Work request
The answer must consist of the records below, repeated exactly.

Available data
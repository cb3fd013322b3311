//! Fan-out to observers plus the snapshot cache they read on subscribe.
//!
//! Only the session actor writes; observer tasks take brief read locks to
//! copy what they need.

use parking_lot::RwLock;
use relay_proto::{irc_to_lower, is_channel_name};
use std::collections::{HashMap, VecDeque};
use std::sync::Arc;
use tokio::sync::broadcast;

use super::history::{HistoryBuffer, HistoryEntry};
use super::notification::Notification;
use crate::state::RosterEntry;

/// Broadcast queue depth per observer before it starts lagging.
pub const HUB_CAPACITY: usize = 1024;

/// Private-message rooms kept with history. The least recently active is
/// evicted first.
pub const MAX_QUERY_ROOMS: usize = 64;

/// A notification plus its case-folded room.
#[derive(Debug)]
pub struct Envelope {
    pub room: Option<String>,
    pub notification: Notification,
}

/// Connection status as last published.
#[derive(Debug, Clone, Default, PartialEq, Eq)]
pub struct Status {
    pub connected: bool,
    pub server: Option<String>,
    pub port: Option<u16>,
    pub nick: Option<String>,
}

impl Status {
    pub fn to_notification(&self) -> Notification {
        Notification::Status {
            connected: self.connected,
            server: self.server.clone(),
            port: self.port,
            nick: self.nick.clone(),
        }
    }
}

#[derive(Debug, Default)]
struct Snapshot {
    status: Status,
    channels: Vec<String>,
    rosters: HashMap<String, Vec<RosterEntry>>,
    topics: HashMap<String, String>,
    history: HashMap<String, HistoryBuffer>,
    /// Folded query room names, least recently active first.
    query_rooms: VecDeque<String>,
}

impl Snapshot {
    /// Mark a query room active, evicting the oldest beyond the cap.
    fn touch_query_room(&mut self, folded: &str) {
        if let Some(pos) = self.query_rooms.iter().position(|r| r == folded) {
            self.query_rooms.remove(pos);
        }
        self.query_rooms.push_back(folded.to_string());
        while self.query_rooms.len() > MAX_QUERY_ROOMS {
            if let Some(oldest) = self.query_rooms.pop_front() {
                self.history.remove(&oldest);
            }
        }
    }
}

#[derive(Debug, Clone)]
pub struct Hub {
    tx: broadcast::Sender<Arc<Envelope>>,
    snapshot: Arc<RwLock<Snapshot>>,
}

impl Default for Hub {
    fn default() -> Self {
        Self::new()
    }
}

impl Hub {
    pub fn new() -> Self {
        let (tx, _) = broadcast::channel(HUB_CAPACITY);
        Self {
            tx,
            snapshot: Arc::default(),
        }
    }

    pub fn subscribe(&self) -> broadcast::Receiver<Arc<Envelope>> {
        self.tx.subscribe()
    }

    pub fn observer_count(&self) -> usize {
        self.tx.receiver_count()
    }

    /// Send to every subscriber. No subscribers is not an error.
    pub fn publish(&self, notification: Notification) {
        let room = notification.room().map(irc_to_lower);
        let _ = self.tx.send(Arc::new(Envelope { room, notification }));
    }

    // ========================================================================
    // Snapshot reads
    // ========================================================================

    pub fn status(&self) -> Status {
        self.snapshot.read().status.clone()
    }

    pub fn channels(&self) -> Vec<String> {
        self.snapshot.read().channels.clone()
    }

    /// Display name of a joined channel, matched case-insensitively.
    pub fn find_channel(&self, name: &str) -> Option<String> {
        let folded = irc_to_lower(name);
        self.snapshot
            .read()
            .channels
            .iter()
            .find(|c| irc_to_lower(c) == folded)
            .cloned()
    }

    pub fn roster(&self, channel: &str) -> Vec<RosterEntry> {
        self.snapshot
            .read()
            .rosters
            .get(&irc_to_lower(channel))
            .cloned()
            .unwrap_or_default()
    }

    pub fn topic(&self, channel: &str) -> Option<String> {
        self.snapshot.read().topics.get(&irc_to_lower(channel)).cloned()
    }

    pub fn history(&self, channel: &str) -> Vec<HistoryEntry> {
        self.snapshot
            .read()
            .history
            .get(&irc_to_lower(channel))
            .map(HistoryBuffer::snapshot)
            .unwrap_or_default()
    }

    // ========================================================================
    // Snapshot writes (session actor only)
    // ========================================================================

    pub(super) fn set_status(&self, status: Status) {
        self.snapshot.write().status = status;
    }

    pub(super) fn set_channels(&self, channels: Vec<String>) {
        self.snapshot.write().channels = channels;
    }

    pub(super) fn set_roster(&self, channel: &str, roster: Vec<RosterEntry>) {
        self.snapshot.write().rosters.insert(irc_to_lower(channel), roster);
    }

    pub(super) fn set_topic(&self, channel: &str, topic: &str) {
        self.snapshot
            .write()
            .topics
            .insert(irc_to_lower(channel), topic.to_string());
    }

    pub(super) fn push_history(&self, room: &str, entry: HistoryEntry) {
        let folded = irc_to_lower(room);
        let mut snapshot = self.snapshot.write();
        if !is_channel_name(room) {
            snapshot.touch_query_room(&folded);
        }
        snapshot.history.entry(folded).or_default().push(entry);
    }

    pub fn query_room_count(&self) -> usize {
        self.snapshot.read().query_rooms.len()
    }

    /// Forget everything cached for a channel the session left.
    pub(super) fn drop_channel(&self, channel: &str) {
        let folded = irc_to_lower(channel);
        let mut snapshot = self.snapshot.write();
        snapshot.rosters.remove(&folded);
        snapshot.topics.remove(&folded);
        snapshot.history.remove(&folded);
    }

    /// Clear rosters, topics and the channel list. History survives so a
    /// reconnect can show what was said before.
    pub(super) fn reset_session(&self) {
        let mut snapshot = self.snapshot.write();
        snapshot.channels.clear();
        snapshot.rosters.clear();
        snapshot.topics.clear();
    }
}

Output of the task
repository cb3fd013322b3311
//! Fan-out to observers plus the snapshot cache they read on subscribe.
//!
//! Only the session actor writes; observer tasks take brief read locks to
//! copy what they need.

use parking_lot::RwLock;
use relay_proto::{irc_to_lower, is_channel_name};
use std::collections::{HashMap, VecDeque};
use std::sync::Arc;
use tokio::sync::broadcast;

use super::history::{HistoryBuffer, HistoryEntry};
use super::notification::Notification;
use crate::state::RosterEntry;

/// Broadcast queue depth per observer before it starts lagging.
pub const HUB_CAPACITY: usize = 1024;

/// Private-message rooms kept with history. The least recently active is
/// evicted first.
pub const MAX_QUERY_ROOMS: usize = 64;

/// A notification plus its case-folded room.
#[derive(Debug)]
pub struct Envelope {
    pub room: Option<String>,
    pub notification: Notification,
}

/// Connection status as last published.
#[derive(Debug, Clone, Default, PartialEq, Eq)]
pub struct Status {
    pub connected: bool,
    pub server: Option<String>,
    pub port: Option<u16>,
    pub nick: Option<String>,
}

impl Status {
    pub fn to_notification(&self) -> Notification {
        Notification::Status {
            connected: self.connected,
            server: self.server.clone(),
            port: self.port,
            nick: self.nick.clone(),
        }
    }
}

#[derive(Debug, Default)]
struct Snapshot {
    status: Status,
    channels: Vec<String>,
    rosters: HashMap<String, Vec<RosterEntry>>,
    topics: HashMap<String, String>,
    history: HashMap<String, HistoryBuffer>,
    /// Folded query room names, least recently active first.
    query_rooms: VecDeque<String>,
}

impl Snapshot {
    /// Mark a query room active, evicting the oldest beyond the cap.
    fn touch_query_room(&mut self, folded: &str) {
        if let Some(pos) = self.query_rooms.iter().position(|r| r == folded) {
            self.query_rooms.remove(pos);
        }
        self.query_rooms.push_back(folded.to_string());
        while self.query_rooms.len() > MAX_QUERY_ROOMS {
            if let Some(oldest) = self.query_rooms.pop_front() {
                self.history.remove(&oldest);
            }
        }
    }
}

#[derive(Debug, Clone)]
pub struct Hub {
    tx: broadcast::Sender<Arc<Envelope>>,
    snapshot: Arc<RwLock<Snapshot>>,
}

impl Default for Hub {
    fn default() -> Self {
        Self::new()
    }
}

impl Hub {
    pub fn new() -> Self {
        let (tx, _) = broadcast::channel(HUB_CAPACITY);
        Self {
            tx,
            snapshot: Arc::default(),
        }
    }

    pub fn subscribe(&self) -> broadcast::Receiver<Arc<Envelope>> {
        self.tx.subscribe()
    }

    pub fn observer_count(&self) -> usize {
        self.tx.receiver_count()
    }

    /// Send to every subscriber. No subscribers is not an error.
    pub fn publish(&self, notification: Notification) {
        let room = notification.room().map(irc_to_lower);
        let _ = self.tx.send(Arc::new(Envelope { room, notification }));
    }

    // ========================================================================
    // Snapshot reads
    // ========================================================================

    pub fn status(&self) -> Status {
        self.snapshot.read().status.clone()
    }

    pub fn channels(&self) -> Vec<String> {
        self.snapshot.read().channels.clone()
    }

    /// Display name of a joined channel, matched case-insensitively.
    pub fn find_channel(&self, name: &str) -> Option<String> {
        let folded = irc_to_lower(name);
        self.snapshot
            .read()
            .channels
            .iter()
            .find(|c| irc_to_lower(c) == folded)
            .cloned()
    }

    pub fn roster(&self, channel: &str) -> Vec<RosterEntry> {
        self.snapshot
            .read()
            .rosters
            .get(&irc_to_lower(channel))
            .cloned()
            .unwrap_or_default()
    }

    pub fn topic(&self, channel: &str) -> Option<String> {
        self.snapshot.read().topics.get(&irc_to_lower(channel)).cloned()
    }

    pub fn history(&self, channel: &str) -> Vec<HistoryEntry> {
        self.snapshot
            .read()
            .history
            .get(&irc_to_lower(channel))
            .map(HistoryBuffer::snapshot)
            .unwrap_or_default()
    }

    // ========================================================================
    // Snapshot writes (session actor only)
    // ========================================================================

    pub(super) fn set_status(&self, status: Status) {
        self.snapshot.write().status = status;
    }

    pub(super) fn set_channels(&self, channels: Vec<String>) {
        self.snapshot.write().channels = channels;
    }

    pub(super) fn set_roster(&self, channel: &str, roster: Vec<RosterEntry>) {
        self.snapshot.write().rosters.insert(irc_to_lower(channel), roster);
    }

    pub(super) fn set_topic(&self, channel: &str, topic: &str) {
        self.snapshot
            .write()
            .topics
            .insert(irc_to_lower(channel), topic.to_string());
    }

    pub(super) fn push_history(&self, room: &str, entry: HistoryEntry) {
        let folded = irc_to_lower(room);
        let mut snapshot = self.snapshot.write();
        if !is_channel_name(room) {
            snapshot.touch_query_room(&folded);
        }
        snapshot.history.entry(folded).or_default().push(entry);
    }

    pub fn query_room_count(&self) -> usize {
        self.snapshot.read().query_rooms.len()
    }

    /// Forget everything cached for a channel the session left.
    pub(super) fn drop_channel(&self, channel: &str) {
        let folded = irc_to_lower(channel);
        let mut snapshot = self.snapshot.write();
        snapshot.rosters.remove(&folded);
        snapshot.topics.remove(&folded);
        snapshot.history.remove(&folded);
    }

    /// Clear rosters, topics and the channel list. History survives so a
    /// reconnect can show what was said before.
    pub(super) fn reset_session(&self) {
        let mut snapshot = self.snapshot.write();
        snapshot.channels.clear();
        snapshot.rosters.clear();
        snapshot.topics.clear();
    }
}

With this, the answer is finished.